HOW TO COMPLETE THIS TASK: In the listing that follows, how many lines contain the string "Some"? Provide only the number.

[SUPPLIED ENTRIES — start]

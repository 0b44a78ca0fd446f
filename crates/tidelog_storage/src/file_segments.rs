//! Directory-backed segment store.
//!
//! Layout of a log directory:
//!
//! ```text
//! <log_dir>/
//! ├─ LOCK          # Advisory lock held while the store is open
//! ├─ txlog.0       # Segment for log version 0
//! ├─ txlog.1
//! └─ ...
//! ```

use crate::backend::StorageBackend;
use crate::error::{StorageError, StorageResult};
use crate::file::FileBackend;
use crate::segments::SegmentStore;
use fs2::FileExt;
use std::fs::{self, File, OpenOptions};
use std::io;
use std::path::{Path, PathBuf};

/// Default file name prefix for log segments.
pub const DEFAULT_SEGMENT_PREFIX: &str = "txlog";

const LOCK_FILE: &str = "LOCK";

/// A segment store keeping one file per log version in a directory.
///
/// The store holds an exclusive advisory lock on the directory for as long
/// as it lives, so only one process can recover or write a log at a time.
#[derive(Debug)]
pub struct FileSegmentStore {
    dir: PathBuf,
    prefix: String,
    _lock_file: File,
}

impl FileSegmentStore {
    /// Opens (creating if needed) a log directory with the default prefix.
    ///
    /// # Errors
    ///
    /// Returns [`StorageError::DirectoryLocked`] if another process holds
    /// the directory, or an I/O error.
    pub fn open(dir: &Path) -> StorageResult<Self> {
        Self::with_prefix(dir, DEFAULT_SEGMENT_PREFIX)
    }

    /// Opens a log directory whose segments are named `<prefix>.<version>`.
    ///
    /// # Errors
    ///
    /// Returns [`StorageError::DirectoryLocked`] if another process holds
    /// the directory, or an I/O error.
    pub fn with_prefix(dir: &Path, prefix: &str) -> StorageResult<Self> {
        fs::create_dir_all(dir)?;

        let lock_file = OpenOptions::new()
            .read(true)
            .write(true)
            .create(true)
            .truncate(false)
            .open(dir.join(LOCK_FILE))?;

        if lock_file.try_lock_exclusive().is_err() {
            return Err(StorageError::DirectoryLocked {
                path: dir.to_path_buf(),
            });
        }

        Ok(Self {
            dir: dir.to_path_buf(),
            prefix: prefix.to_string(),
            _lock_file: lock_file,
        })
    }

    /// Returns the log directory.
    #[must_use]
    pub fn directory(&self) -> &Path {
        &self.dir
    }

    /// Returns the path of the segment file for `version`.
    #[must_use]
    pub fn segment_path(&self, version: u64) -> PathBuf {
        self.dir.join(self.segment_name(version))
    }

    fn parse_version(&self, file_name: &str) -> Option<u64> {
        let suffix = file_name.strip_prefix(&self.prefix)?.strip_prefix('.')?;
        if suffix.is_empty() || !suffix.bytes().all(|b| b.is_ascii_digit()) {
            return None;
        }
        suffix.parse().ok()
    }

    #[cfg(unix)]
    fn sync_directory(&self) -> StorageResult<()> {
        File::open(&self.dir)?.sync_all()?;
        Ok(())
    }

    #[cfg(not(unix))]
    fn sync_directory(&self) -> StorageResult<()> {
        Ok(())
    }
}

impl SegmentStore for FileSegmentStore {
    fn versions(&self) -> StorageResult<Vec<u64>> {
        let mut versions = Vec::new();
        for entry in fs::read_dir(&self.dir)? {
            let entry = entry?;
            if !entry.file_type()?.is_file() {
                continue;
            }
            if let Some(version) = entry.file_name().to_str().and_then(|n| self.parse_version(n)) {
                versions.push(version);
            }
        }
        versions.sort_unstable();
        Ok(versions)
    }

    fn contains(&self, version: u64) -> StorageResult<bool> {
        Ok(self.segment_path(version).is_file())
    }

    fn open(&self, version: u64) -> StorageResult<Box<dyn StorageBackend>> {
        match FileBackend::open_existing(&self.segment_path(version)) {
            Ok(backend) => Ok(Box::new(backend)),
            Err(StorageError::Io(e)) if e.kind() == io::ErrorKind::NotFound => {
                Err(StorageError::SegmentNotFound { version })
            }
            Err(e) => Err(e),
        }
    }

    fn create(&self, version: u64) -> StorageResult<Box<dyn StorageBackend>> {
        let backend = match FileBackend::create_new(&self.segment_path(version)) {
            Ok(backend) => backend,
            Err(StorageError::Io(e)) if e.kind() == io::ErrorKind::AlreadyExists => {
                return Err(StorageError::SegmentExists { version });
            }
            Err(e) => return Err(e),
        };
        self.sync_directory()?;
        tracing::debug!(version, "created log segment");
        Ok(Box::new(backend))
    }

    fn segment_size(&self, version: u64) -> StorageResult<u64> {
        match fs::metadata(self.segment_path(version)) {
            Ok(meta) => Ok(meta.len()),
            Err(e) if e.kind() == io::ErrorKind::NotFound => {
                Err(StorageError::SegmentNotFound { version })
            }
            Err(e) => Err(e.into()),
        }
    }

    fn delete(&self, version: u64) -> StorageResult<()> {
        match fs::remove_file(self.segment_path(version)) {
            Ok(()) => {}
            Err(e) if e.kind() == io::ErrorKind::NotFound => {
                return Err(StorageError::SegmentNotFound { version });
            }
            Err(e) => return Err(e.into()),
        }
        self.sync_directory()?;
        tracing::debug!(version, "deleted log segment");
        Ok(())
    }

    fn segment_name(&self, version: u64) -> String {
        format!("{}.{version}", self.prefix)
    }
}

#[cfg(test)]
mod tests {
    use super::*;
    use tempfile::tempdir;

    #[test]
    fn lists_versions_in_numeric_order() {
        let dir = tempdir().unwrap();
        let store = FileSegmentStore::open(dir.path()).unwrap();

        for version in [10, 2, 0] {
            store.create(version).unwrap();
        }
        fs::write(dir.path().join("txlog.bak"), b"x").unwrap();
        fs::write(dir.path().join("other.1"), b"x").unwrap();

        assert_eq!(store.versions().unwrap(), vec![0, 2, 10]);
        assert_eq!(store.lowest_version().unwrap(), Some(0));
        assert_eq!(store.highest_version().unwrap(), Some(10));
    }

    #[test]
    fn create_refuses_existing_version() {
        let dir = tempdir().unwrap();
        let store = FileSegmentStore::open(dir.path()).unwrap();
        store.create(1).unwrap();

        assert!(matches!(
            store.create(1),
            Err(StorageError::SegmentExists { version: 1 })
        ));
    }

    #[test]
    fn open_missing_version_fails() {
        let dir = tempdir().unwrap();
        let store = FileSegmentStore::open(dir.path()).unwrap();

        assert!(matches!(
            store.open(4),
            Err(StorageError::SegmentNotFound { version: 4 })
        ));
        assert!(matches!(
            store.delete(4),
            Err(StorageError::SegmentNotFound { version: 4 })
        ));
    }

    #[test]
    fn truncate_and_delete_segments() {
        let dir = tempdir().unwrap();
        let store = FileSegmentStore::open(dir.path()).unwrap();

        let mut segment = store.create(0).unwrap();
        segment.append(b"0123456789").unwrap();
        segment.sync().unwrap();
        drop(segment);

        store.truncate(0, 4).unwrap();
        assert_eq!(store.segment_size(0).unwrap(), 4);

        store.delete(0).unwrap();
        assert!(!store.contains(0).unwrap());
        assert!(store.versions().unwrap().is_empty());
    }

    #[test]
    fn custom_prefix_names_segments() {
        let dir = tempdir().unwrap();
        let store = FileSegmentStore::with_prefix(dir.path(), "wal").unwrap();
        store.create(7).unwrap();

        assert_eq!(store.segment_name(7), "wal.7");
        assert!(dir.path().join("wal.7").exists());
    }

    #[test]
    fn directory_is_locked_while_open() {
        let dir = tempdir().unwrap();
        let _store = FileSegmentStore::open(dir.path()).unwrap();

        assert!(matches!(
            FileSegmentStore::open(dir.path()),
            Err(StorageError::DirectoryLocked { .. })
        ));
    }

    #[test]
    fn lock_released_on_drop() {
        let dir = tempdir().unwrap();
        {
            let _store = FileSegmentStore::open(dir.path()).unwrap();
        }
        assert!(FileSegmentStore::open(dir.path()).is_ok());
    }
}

[SUPPLIED ENTRIES — finish]

ANSWER SECTION: 3